**Exercise**.
Your task is to copy each line of the records that includes the string "usize".
(Supplied records)
use crate::{
    model::{Completion, Problem, Submission, TestCase, User, UserStatistics},
    ObjectStorage, ProblemRepository, StatisticsRepository, StoreError, SubmissionRepository,
    UserRepository,
};
use async_trait::async_trait;
use std::collections::{HashMap, HashSet};
use tokio::sync::RwLock;
use uuid::Uuid;

#[derive(Default)]
struct Tables {
    users: HashMap<u64, User>,
    problems: HashMap<u64, Problem>,
    /// In insertion (declaration) order
    test_cases: Vec<TestCase>,
    next_test_case_id: u64,
    /// In insertion order, so the tail holds the newest records
    submissions: Vec<Submission>,
    statistics: HashMap<u64, UserStatistics>,
    solved: HashSet<(u64, u64)>,
}

/// Keeps all records in memory. Implements every repository trait.
#[derive(Default)]
pub struct MemoryStore {
    tables: RwLock<Tables>,
}

impl MemoryStore {
    pub fn new() -> MemoryStore {
        MemoryStore::default()
    }

    pub async fn add_user(&self, user: User) {
        self.tables.write().await.users.insert(user.id, user);
    }

    pub async fn add_problem(&self, problem: Problem) {
        self.tables.write().await.problems.insert(problem.id, problem);
    }

    /// Appends a test case to the problem and returns it with its new id.
    pub async fn add_test_case(
        &self,
        problem_id: u64,
        input_path: &str,
        output_path: &str,
        is_sample: bool,
    ) -> TestCase {
        let mut tables = self.tables.write().await;
        tables.next_test_case_id += 1;
        let test_case = TestCase {
            id: tables.next_test_case_id,
            problem_id,
            input_path: input_path.to_string(),
            output_path: output_path.to_string(),
            is_sample,
        };
        tables.test_cases.push(test_case.clone());
        test_case
    }
}

#[async_trait]
impl UserRepository for MemoryStore {
    async fn find_user(&self, id: u64) -> Result<Option<User>, StoreError> {
        Ok(self.tables.read().await.users.get(&id).cloned())
    }
}

#[async_trait]
impl ProblemRepository for MemoryStore {
    async fn find_problem(&self, id: u64) -> Result<Option<Problem>, StoreError> {
        Ok(self.tables.read().await.problems.get(&id).cloned())
    }

    async fn test_cases(&self, problem_id: u64) -> Result<Vec<TestCase>, StoreError> {
        Ok(self
            .tables
            .read()
            .await
            .test_cases
            .iter()
            .filter(|tc| tc.problem_id == problem_id)
            .cloned()
            .collect())
    }
}

#[async_trait]
impl SubmissionRepository for MemoryStore {
    async fn insert(&self, submission: Submission) -> Result<(), StoreError> {
        self.tables.write().await.submissions.push(submission);
        Ok(())
    }

    async fn complete(&self, id: Uuid, completion: Completion) -> Result<Submission, StoreError> {
        let mut tables = self.tables.write().await;
        let submission = tables
            .submissions
            .iter_mut()
            .find(|s| s.id == id)
            .ok_or_else(|| StoreError::not_found("submission", id))?;
        if submission.verdict.is_final() {
            return Err(StoreError::AlreadyFinal(id));
        }
        submission.verdict = completion.verdict;
        submission.execution_time_ms = completion.execution_time_ms;
        submission.memory_kb = completion.memory_kb;
        submission.passed_test_cases = completion.passed_test_cases;
        submission.total_test_cases = completion.total_test_cases;
        Ok(submission.clone())
    }

    async fn find(&self, id: Uuid) -> Result<Option<Submission>, StoreError> {
        Ok(self
            .tables
            .read()
            .await
            .submissions
            .iter()
            .find(|s| s.id == id)
            .cloned())
    }

    async fn by_user(&self, user_id: u64) -> Result<Vec<Submission>, StoreError> {
        Ok(self
            .tables
            .read()
            .await
            .submissions
            .iter()
            .filter(|s| s.user_id == user_id)
            .cloned()
            .collect())
    }

    async fn by_problem(&self, problem_id: u64) -> Result<Vec<Submission>, StoreError> {
        Ok(self
            .tables
            .read()
            .await
            .submissions
            .iter()
            .filter(|s| s.problem_id == problem_id)
            .cloned()
            .collect())
    }

    async fn recent(&self, page: usize, size: usize) -> Result<Vec<Submission>, StoreError> {
        Ok(self
            .tables
            .read()
            .await
            .submissions
            .iter()
            .rev()
            .skip(page.saturating_mul(size))
            .take(size)
            .cloned()
            .collect())
    }

    async fn count_accepted(&self, user_id: u64, problem_id: u64) -> Result<usize, StoreError> {
        Ok(self
            .tables
            .read()
            .await
            .submissions
            .iter()
            .filter(|s| s.user_id == user_id && s.problem_id == problem_id)
            .filter(|s| s.verdict.is_accepted())
            .count())
    }
}

#[async_trait]
impl StatisticsRepository for MemoryStore {
    async fn get(&self, user_id: u64) -> Result<UserStatistics, StoreError> {
        Ok(self
            .tables
            .read()
            .await
            .statistics
            .get(&user_id)
            .cloned()
            .unwrap_or(UserStatistics {
                user_id,
                ..UserStatistics::default()
            }))
    }

    async fn record_solve(&self, user_id: u64, problem_id: u64, score: u32) -> Result<bool, StoreError> {
        let mut tables = self.tables.write().await;
        if !tables.solved.insert((user_id, problem_id)) {
            return Ok(false);
        }
        let stats = tables.statistics.entry(user_id).or_insert(UserStatistics {
            user_id,
            ..UserStatistics::default()
        });
        stats.solved_count += 1;
        stats.ranking_point += u64::from(score);
        Ok(true)
    }
}

/// Object storage backed by a map of `(bucket, path)` to contents.
#[derive(Default)]
pub struct MemoryObjects {
    objects: RwLock<HashMap<(String, String), String>>,
}

impl MemoryObjects {
    pub fn new() -> MemoryObjects {
        MemoryObjects::default()
    }

    pub async fn put(&self, bucket: &str, path: &str, contents: impl Into<String>) {
        self.objects
            .write()
            .await
            .insert((bucket.to_string(), path.to_string()), contents.into());
    }
}

#[async_trait]
impl ObjectStorage for MemoryObjects {
    async fn read_string(&self, path: &str, bucket: &str) -> Result<String, StoreError> {
        self.objects
            .read()
            .await
            .get(&(bucket.to_string(), path.to_string()))
            .cloned()
            .ok_or_else(|| StoreError::not_found("object", format!("{}/{}", bucket, path)))
    }
}

#[cfg(test)]
mod tests {
    use super::*;
    use judge_apis::Verdict;

    fn accepted() -> Completion {
        Completion {
            verdict: Verdict::Accepted,
            execution_time_ms: Some(12),
            memory_kb: Some(2048),
            passed_test_cases: 1,
            total_test_cases: 1,
        }
    }

    #[tokio::test]
    async fn completion_happens_once() {
        let store = MemoryStore::new();
        let sub = Submission::judging(1, 2, "python", "print(1)");
        let id = sub.id;
        store.insert(sub).await.unwrap();

        let done = store.complete(id, accepted()).await.unwrap();
        assert_eq!(done.verdict, Verdict::Accepted);
        assert_eq!(done.execution_time_ms, Some(12));

        let err = store.complete(id, accepted()).await.unwrap_err();
        assert!(matches!(err, StoreError::AlreadyFinal(x) if x == id));
        assert_eq!(store.count_accepted(1, 2).await.unwrap(), 1);
    }

    #[tokio::test]
    async fn recent_is_newest_first() {
        let store = MemoryStore::new();
        let mut ids = Vec::new();
        for i in 0..5 {
            let sub = Submission::judging(1, i, "c", "");
            ids.push(sub.id);
            store.insert(sub).await.unwrap();
        }
        let first: Vec<_> = store.recent(0, 2).await.unwrap().iter().map(|s| s.id).collect();
        assert_eq!(first, vec![ids[4], ids[3]]);
        let last: Vec<_> = store.recent(2, 2).await.unwrap().iter().map(|s| s.id).collect();
        assert_eq!(last, vec![ids[0]]);
        assert!(store.recent(3, 2).await.unwrap().is_empty());
    }

    #[tokio::test]
    async fn solve_is_recorded_once() {
        let store = MemoryStore::new();
        assert!(store.record_solve(7, 1, 10).await.unwrap());
        assert!(!store.record_solve(7, 1, 10).await.unwrap());
        assert!(store.record_solve(7, 2, 30).await.unwrap());
        let stats = store.get(7).await.unwrap();
        assert_eq!(stats.solved_count, 2);
        assert_eq!(stats.ranking_point, 40);
        assert_eq!(store.get(8).await.unwrap().solved_count, 0);
    }

    #[tokio::test]
    async fn test_cases_keep_declaration_order() {
        let store = MemoryStore::new();
        let a = store.add_test_case(1, "p1/1.in", "p1/1.out", true).await;
        store.add_test_case(2, "p2/1.in", "p2/1.out", false).await;
        let b = store.add_test_case(1, "p1/2.in", "p1/2.out", false).await;
        assert_eq!(store.test_cases(1).await.unwrap(), vec![a, b]);
    }
}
(End Supplied records)
**Exercise response**.
    async fn recent(&self, page: usize, size: usize) -> Result<Vec<Submission>, StoreError> {
    async fn count_accepted(&self, user_id: u64, problem_id: u64) -> Result<usize, StoreError> {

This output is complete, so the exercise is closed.